Hey folks, I’m in the middle of shipping a dashboard where multiple widgets hit the same endpoint, and I’m trying to decide if adding client-side request dedupe + a tiny cache is worth the complexity or just future pain.

const inFlight = new Map<string, Promise<any>>();
const cache = new Map<string, { at: number; data: any }>();

export function fetchOnce(key: string, fn: () => Promise<any>, ttlMs = 5000) {
  const hit = cache.get(key);
  if (hit && Date.now() - hit.at < ttlMs) return Promise.resolve(hit.data);

  const existing = inFlight.get(key);
  if (existing) return existing;

  const p = fn()
    .then((data) => {
      cache.set(key, { at: Date.now(), data });
      return data;
    })
    .finally(() => inFlight.delete(key));

  inFlight.set(key, p);
  return p;
}

Given the failure modes (stale data, memory growth, weird cross-widget coupling), how do you decide when this pattern is a net product win vs keeping it simple and eating the extra requests?
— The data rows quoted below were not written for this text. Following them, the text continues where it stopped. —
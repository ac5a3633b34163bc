use std::fmt;
use std::path::PathBuf;

use age::secrecy::SecretString;
use serde::{Deserialize, Serialize};

use crate::core::errors::{LoftError, Result};
use crate::core::models::remote::RemoteSpec;
use crate::core::models::source::Source;
use crate::core::traits::backend::{BackupBackend, Store};

/// Supported backup engines.
#[derive(Debug, Clone, Copy, PartialEq, Eq, Serialize, Deserialize)]
#[serde(rename_all = "lowercase")]
pub enum BackendKind {
    Bup,
    Borg,
    Attic,
    Duplicity,
}

impl BackendKind {
    pub fn as_str(&self) -> &'static str {
        match self {
            Self::Bup => "bup",
            Self::Borg => "borg",
            Self::Attic => "attic",
            Self::Duplicity => "duplicity",
        }
    }
}

impl fmt::Display for BackendKind {
    fn fmt(&self, f: &mut fmt::Formatter<'_>) -> fmt::Result {
        f.write_str(self.as_str())
    }
}

/// A named repository: one backend, its storage, what goes in, and
/// where copies go.
///
/// Built once from configuration; the backend is selected at that point
/// and never re-dispatched.
pub struct Repository {
    pub name: String,
    pub backend_kind: BackendKind,
    pub backend: Box<dyn BackupBackend>,
    pub path: PathBuf,
    pub passphrase: SecretString,
    pub sources: Vec<Source>,
    pub remotes: Vec<RemoteSpec>,
    /// Mount scratch directory. Created on first mount, removed on unmount.
    pub temp_dir: PathBuf,
    /// Encrypted-filesystem configuration to protect on cloud syncs.
    pub view_config: Option<PathBuf>,
}

impl Repository {
    pub fn store(&self) -> Store<'_> {
        Store {
            path: &self.path,
            passphrase: &self.passphrase,
        }
    }

    /// Fails unless the repository storage exists. Every operation except
    /// `init` checks this before starting any process.
    pub fn require_storage(&self) -> Result<()> {
        if self.path.is_dir() {
            Ok(())
        } else {
            Err(LoftError::RepositoryMissing {
                name: self.name.clone(),
                path: self.path.clone(),
            })
        }
    }
}

impl fmt::Debug for Repository {
    fn fmt(&self, f: &mut fmt::Formatter<'_>) -> fmt::Result {
        f.debug_struct("Repository")
            .field("name", &self.name)
            .field("backend", &self.backend_kind)
            .field("path", &self.path)
            .field("passphrase", &"<redacted>")
            .field("sources", &self.sources)
            .field("remotes", &self.remotes)
            .field("temp_dir", &self.temp_dir)
            .field("view_config", &self.view_config)
            .finish()
    }
}
use colored::Colorize;
use serde::Serialize;

use crate::cli::context::AppContext;
use crate::core::errors::Result;
use crate::core::models::outcome::LineKind;
use crate::core::models::snapshot::Snapshot;
use crate::core::traits::reporter::Reporter;

#[derive(Serialize)]
struct RepositoryListing {
    repository: String,
    backend: String,
    success: bool,
    snapshots: Vec<Snapshot>,
}

/// Execute the `loft list` command.
pub fn execute(ctx: &AppContext, json: bool) -> Result<bool> {
    let mut all_ok = true;
    let mut listings = Vec::new();

    for repo in ctx.repositories()? {
        let (outcome, snapshots) = match ctx.backup().list(&repo) {
            Ok(result) => result,
            Err(e) => {
                ctx.reporter.error(&e.to_string());
                all_ok = false;
                continue;
            }
        };
        all_ok &= outcome.success;
        for line in outcome.findings() {
            match line.kind {
                LineKind::Warning => ctx.reporter.warning(&line.text),
                LineKind::Fatal => ctx.reporter.error(&line.text),
                _ => {}
            }
        }

        if json {
            listings.push(RepositoryListing {
                repository: repo.name.clone(),
                backend: repo.backend_kind.to_string(),
                success: outcome.success,
                snapshots,
            });
            continue;
        }

        ctx.reporter
            .header(&format!("{} ({})", repo.name, repo.backend_kind));
        for source in &repo.sources {
            let own: Vec<&Snapshot> = snapshots.iter().filter(|s| s.source == source.name).collect();
            println!("  {} ({} snapshot(s))", source.name.bold(), own.len());
            for snapshot in own {
                match &snapshot.time {
                    Some(time) => println!("    {}  {}", snapshot.id, time.dimmed()),
                    None => println!("    {}", snapshot.id),
                }
            }
        }
    }

    if json {
        let text = serde_json::to_string_pretty(&listings).map_err(std::io::Error::other)?;
        println!("{text}");
    }
    Ok(all_ok)
}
Your inFlight dedupe is the easy “yes. ” The cache is where it gets sharp edges, and the part that gets me is you’re caching any resolved data even if it’s user-specific or permission-scoped. If you keep this, make the cache key from the full request identity (URL + query + headers that affect auth/tenant/locale), or just don’t cache at all and only dedupe. Otherwise you’ll eventually have one widget show “correct” data and another show “someone else’s” because the key was too cute. One practical guardrail: cap the cache size (even a dumb LRU of ~50 keys) so memory growth can’t turn into a slow leak during long-lived dashboard sessions.